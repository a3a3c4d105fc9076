//! Shared fetch-state machinery
//!
//! Every dashboard view needs the same thing: issue an async request,
//! track a loading flag, and end up with either data or a visible
//! failure. `Fetcher` is that wrapper, used by all views instead of
//! per-view copies of the sequence.
//!
//! Requests are tagged with a monotonically increasing sequence number.
//! A completion whose tag is no longer current is discarded, so a rapid
//! dataset switch can never overwrite newer data with a stale response.

use crate::error::CoreError;
use parking_lot::{RwLock, RwLockReadGuard};
use std::future::Future;
use std::sync::atomic::{AtomicU64, Ordering};
use std::sync::Arc;
use tracing::debug;

/// Lifecycle of one view's data
#[derive(Debug, Clone, Default, PartialEq)]
pub enum FetchState<T> {
    /// No request issued yet
    #[default]
    Idle,
    /// A request is in flight
    Loading,
    /// Latest request resolved with data
    Ready(T),
    /// Latest request failed; views render this instead of hiding it
    Failed(String),
}

impl<T> FetchState<T> {
    pub fn is_loading(&self) -> bool {
        matches!(self, FetchState::Loading)
    }

    pub fn data(&self) -> Option<&T> {
        match self {
            FetchState::Ready(data) => Some(data),
            _ => None,
        }
    }

    pub fn error(&self) -> Option<&str> {
        match self {
            FetchState::Failed(msg) => Some(msg),
            _ => None,
        }
    }
}

/// One view's handle to its in-flight and resolved data
pub struct Fetcher<T> {
    slot: Arc<RwLock<FetchState<T>>>,
    seq: Arc<AtomicU64>,
    label: &'static str,
}

impl<T> Clone for Fetcher<T> {
    fn clone(&self) -> Self {
        Self {
            slot: Arc::clone(&self.slot),
            seq: Arc::clone(&self.seq),
            label: self.label,
        }
    }
}

impl<T: Send + Sync + 'static> Fetcher<T> {
    /// Create an idle fetcher; the label only appears in traces
    pub fn new(label: &'static str) -> Self {
        Self {
            slot: Arc::new(RwLock::new(FetchState::Idle)),
            seq: Arc::new(AtomicU64::new(0)),
            label,
        }
    }

    /// Read the current state (cheap, non-blocking in practice)
    pub fn state(&self) -> RwLockReadGuard<'_, FetchState<T>> {
        self.slot.read()
    }

    pub fn is_loading(&self) -> bool {
        self.state().is_loading()
    }

    /// Issue a new request, superseding any in-flight one
    ///
    /// The previous request keeps running (no cancellation) but its
    /// result is compare-and-discarded on arrival.
    pub fn load<F>(&self, fut: F)
    where
        F: Future<Output = Result<T, CoreError>> + Send + 'static,
    {
        let ticket = self.seq.fetch_add(1, Ordering::SeqCst) + 1;
        *self.slot.write() = FetchState::Loading;

        let slot = Arc::clone(&self.slot);
        let seq = Arc::clone(&self.seq);
        let label = self.label;

        tokio::spawn(async move {
            let result = fut.await;

            let mut guard = slot.write();
            // Re-check under the lock: a newer load() may have raced in
            if seq.load(Ordering::SeqCst) != ticket {
                debug!(label, ticket, "Discarding stale response");
                return;
            }

            *guard = match result {
                Ok(data) => FetchState::Ready(data),
                Err(e) => {
                    debug!(label, ticket, error = %e, "Fetch failed");
                    FetchState::Failed(e.to_string())
                }
            };
        });
    }
}

#[cfg(test)]
mod tests {
    use super::*;
    use std::time::Duration;

    #[tokio::test(start_paused = true)]
    async fn test_fetcher_resolves() {
        let fetcher: Fetcher<u32> = Fetcher::new("test");
        assert_eq!(*fetcher.state(), FetchState::Idle);

        fetcher.load(async { Ok(7) });
        assert!(fetcher.is_loading());

        tokio::time::sleep(Duration::from_millis(10)).await;
        assert_eq!(fetcher.state().data(), Some(&7));
    }

    #[tokio::test(start_paused = true)]
    async fn test_fetcher_failure_is_surfaced() {
        let fetcher: Fetcher<u32> = Fetcher::new("test");
        fetcher.load(async { Err(CoreError::fetch_failed("sales", "boom")) });

        tokio::time::sleep(Duration::from_millis(10)).await;
        let state = fetcher.state();
        assert!(state.error().unwrap().contains("boom"));
    }

    #[tokio::test(start_paused = true)]
    async fn test_stale_response_is_discarded() {
        let fetcher: Fetcher<&'static str> = Fetcher::new("test");

        // First request is slow, second is fast: the slow one resolves
        // last but must not overwrite the newer result.
        fetcher.load(async {
            tokio::time::sleep(Duration::from_millis(500)).await;
            Ok("first")
        });
        fetcher.load(async {
            tokio::time::sleep(Duration::from_millis(100)).await;
            Ok("second")
        });

        tokio::time::sleep(Duration::from_secs(1)).await;
        assert_eq!(fetcher.state().data(), Some(&"second"));
    }

    #[tokio::test(start_paused = true)]
    async fn test_reload_replaces_previous_data() {
        let fetcher: Fetcher<u32> = Fetcher::new("test");

        fetcher.load(async { Ok(1) });
        tokio::time::sleep(Duration::from_millis(10)).await;
        assert_eq!(fetcher.state().data(), Some(&1));

        fetcher.load(async { Ok(2) });
        assert!(fetcher.is_loading());
        tokio::time::sleep(Duration::from_millis(10)).await;
        assert_eq!(fetcher.state().data(), Some(&2));
    }
}
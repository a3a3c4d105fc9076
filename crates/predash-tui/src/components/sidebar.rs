//! Dataset sidebar
//!
//! Lists the known datasets; the cursor moves with Up/Down and Enter
//! applies the selection (handled in `App`).

use predash_core::Dataset;
use ratatui::{
    layout::{Constraint, Direction, Layout, Rect},
    style::{Color, Modifier, Style},
    text::{Line, Span},
    widgets::{Block, Borders, List, ListItem, ListState, Paragraph},
    Frame,
};

pub struct Sidebar;

impl Sidebar {
    pub fn render(frame: &mut Frame, area: Rect, selected: Dataset, cursor: usize) {
        let block = Block::default()
            .borders(Borders::ALL)
            .border_style(Style::default().fg(Color::DarkGray))
            .title(Span::styled(
                " ◈ predash ",
                Style::default().fg(Color::Cyan).add_modifier(Modifier::BOLD),
            ));

        let inner = block.inner(area);
        frame.render_widget(block, area);

        let chunks = Layout::default()
            .direction(Direction::Vertical)
            .constraints([
                Constraint::Length(1), // Section label
                Constraint::Min(0),    // Dataset list
                Constraint::Length(1), // Hint
            ])
            .split(inner);

        let label = Paragraph::new(Span::styled(
            "Datasets",
            Style::default().fg(Color::DarkGray),
        ));
        frame.render_widget(label, chunks[0]);

        let items: Vec<ListItem> = Dataset::all()
            .iter()
            .map(|ds| {
                let is_selected = *ds == selected;
                let marker = if is_selected { "● " } else { "  " };
                let style = if is_selected {
                    Style::default().fg(Color::Cyan).add_modifier(Modifier::BOLD)
                } else {
                    Style::default().fg(Color::White)
                };
                ListItem::new(Line::from(vec![
                    Span::styled(marker, Style::default().fg(Color::Cyan)),
                    Span::styled(ds.title(), style),
                ]))
            })
            .collect();

        let mut state = ListState::default();
        state.select(Some(cursor));

        let list = List::new(items)
            .highlight_style(Style::default().bg(Color::DarkGray))
            .highlight_symbol("▶ ");
        frame.render_stateful_widget(list, chunks[1], &mut state);

        let hint = Paragraph::new(Span::styled(
            "↑↓ move · ⏎ select",
            Style::default().fg(Color::DarkGray),
        ));
        frame.render_widget(hint, chunks[2]);
    }
}
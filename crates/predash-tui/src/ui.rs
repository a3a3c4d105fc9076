//! TUI rendering logic

use crate::app::{App, Tab};
use crate::components::{MetricCards, Sidebar, Spinner};
use crate::tabs::{DataTab, OverviewTab, PredictionsTab};
use predash_core::Dataset;
use ratatui::{
    layout::{Constraint, Direction, Layout, Rect},
    style::{Color, Modifier, Style},
    text::{Line, Span},
    widgets::{Paragraph, Tabs},
    Frame,
};

/// Main UI renderer
pub struct Ui {
    overview: OverviewTab,
    predictions: PredictionsTab,
    data: DataTab,
    spinner: Spinner,
    /// Dataset rendered on the previous frame; a change resets
    /// view-local state like the table page
    last_dataset: Dataset,
}

impl Default for Ui {
    fn default() -> Self {
        Self::new()
    }
}

impl Ui {
    pub fn new() -> Self {
        Self {
            overview: OverviewTab::new(),
            predictions: PredictionsTab::new(),
            data: DataTab::new(),
            spinner: Spinner::new(),
            last_dataset: Dataset::default(),
        }
    }

    /// Handle key input for the active tab
    pub fn handle_tab_key(&mut self, key: crossterm::event::KeyCode, app: &App) {
        match app.active_tab {
            Tab::Overview | Tab::Predictions => {
                // Charts have no interactive elements
            }
            Tab::Data => {
                let row_count = app.table.state().data().map(Vec::len).unwrap_or(0);
                self.data.handle_key(key, row_count);
            }
        }
    }

    /// Reset view-local state when the dataset selection changed
    fn sync_dataset(&mut self, selected: Dataset) {
        if selected != self.last_dataset {
            self.data.reset();
            self.last_dataset = selected;
        }
    }

    /// Render the full UI
    pub fn render(&mut self, frame: &mut Frame, app: &App) {
        self.spinner.tick();
        self.sync_dataset(app.selected);

        let size = frame.area();

        let columns = Layout::default()
            .direction(Direction::Horizontal)
            .constraints([
                Constraint::Length(26), // Sidebar
                Constraint::Min(40),    // Content
            ])
            .split(size);

        Sidebar::render(frame, columns[0], app.selected, app.sidebar_cursor);

        let content = Layout::default()
            .direction(Direction::Vertical)
            .constraints([
                Constraint::Length(1), // Header
                Constraint::Length(6), // Metric cards
                Constraint::Length(1), // Tab bar
                Constraint::Min(10),   // Tab content
                Constraint::Length(1), // Status bar
            ])
            .split(columns[1]);

        self.render_header(frame, content[0], app);
        MetricCards::render(frame, content[1], &app.metrics.state(), &self.spinner);
        self.render_tab_bar(frame, content[2], app.active_tab);
        self.render_tab_content(frame, content[3], app);
        self.render_status_bar(frame, content[4], app);
    }

    fn render_header(&self, frame: &mut Frame, area: Rect, app: &App) {
        let header = Paragraph::new(Line::from(vec![
            Span::styled(
                app.selected.title(),
                Style::default()
                    .fg(Color::White)
                    .add_modifier(Modifier::BOLD),
            ),
            Span::styled(
                format!("  ({})", app.selected.id()),
                Style::default().fg(Color::DarkGray),
            ),
        ]));
        frame.render_widget(header, area);
    }

    fn render_tab_bar(&self, frame: &mut Frame, area: Rect, active: Tab) {
        let titles: Vec<Line> = Tab::all()
            .iter()
            .map(|t| {
                let style = if *t == active {
                    Style::default()
                        .fg(Color::Cyan)
                        .add_modifier(Modifier::BOLD | Modifier::UNDERLINED)
                } else {
                    Style::default().fg(Color::DarkGray)
                };
                Line::from(Span::styled(
                    format!(" {} {} ", t.shortcut(), t.name()),
                    style,
                ))
            })
            .collect();

        let tabs = Tabs::new(titles)
            .select(active.index())
            .divider(Span::styled("│", Style::default().fg(Color::DarkGray)));

        frame.render_widget(tabs, area);
    }

    fn render_tab_content(&mut self, frame: &mut Frame, area: Rect, app: &App) {
        match app.active_tab {
            Tab::Overview => {
                self.overview.render(
                    frame,
                    area,
                    &app.historical.state(),
                    &app.info.state(),
                    &self.spinner,
                );
            }
            Tab::Predictions => {
                self.predictions
                    .render(frame, area, &app.predictions.state(), &self.spinner);
            }
            Tab::Data => {
                self.data
                    .render(frame, area, &app.table.state(), &self.spinner);
            }
        }
    }

    fn render_status_bar(&self, frame: &mut Frame, area: Rect, app: &App) {
        let loading = [
            app.metrics.is_loading(),
            app.info.is_loading(),
            app.historical.is_loading(),
            app.predictions.is_loading(),
            app.table.is_loading(),
        ]
        .iter()
        .filter(|b| **b)
        .count();

        let activity = if loading > 0 {
            format!(" {} request(s) in flight ", loading)
        } else {
            " idle ".to_string()
        };

        let hint = match app.active_tab {
            Tab::Overview | Tab::Predictions => "Tab/1-3 tabs │ ↑↓+⏎ dataset │ r refresh",
            Tab::Data => "s sort │ o order │ n/p page │ ↑↓+⏎ dataset │ r refresh",
        };

        let bar = Paragraph::new(Line::from(vec![
            Span::styled(activity, Style::default().fg(Color::Cyan)),
            Span::styled("│", Style::default().fg(Color::DarkGray)),
            Span::styled(" q", Style::default().fg(Color::Cyan).add_modifier(Modifier::BOLD)),
            Span::styled(" quit ", Style::default().fg(Color::DarkGray)),
            Span::styled("│", Style::default().fg(Color::DarkGray)),
            Span::styled(format!(" {}", hint), Style::default().fg(Color::DarkGray)),
        ]))
        .style(Style::default().bg(Color::Black));

        frame.render_widget(bar, area);
    }
}

#[cfg(test)]
mod tests {
    use super::*;
    use crossterm::event::KeyCode;

    #[test]
    fn test_dataset_change_resets_table_page() {
        let mut ui = Ui::new();
        assert_eq!(ui.last_dataset, Dataset::Sales);

        ui.data.handle_key(KeyCode::Char('n'), 20);
        assert_eq!(ui.data.page(), 1);

        ui.sync_dataset(Dataset::Users);
        assert_eq!(ui.last_dataset, Dataset::Users);
        assert_eq!(ui.data.page(), 0);
    }

    #[test]
    fn test_same_dataset_keeps_table_page() {
        let mut ui = Ui::new();
        ui.sync_dataset(Dataset::Sales);
        ui.data.handle_key(KeyCode::Char('n'), 20);

        ui.sync_dataset(Dataset::Sales);
        assert_eq!(ui.data.page(), 1);
    }
}
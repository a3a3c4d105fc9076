//! Content tabs

mod data;
mod overview;
mod predictions;

pub use data::DataTab;
pub use overview::OverviewTab;
pub use predictions::PredictionsTab;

□ □ □ □

* THE TASK
Count each line of the listing above in which "split" appears, and give that count with nothing added.

* ANSWER BELOW
3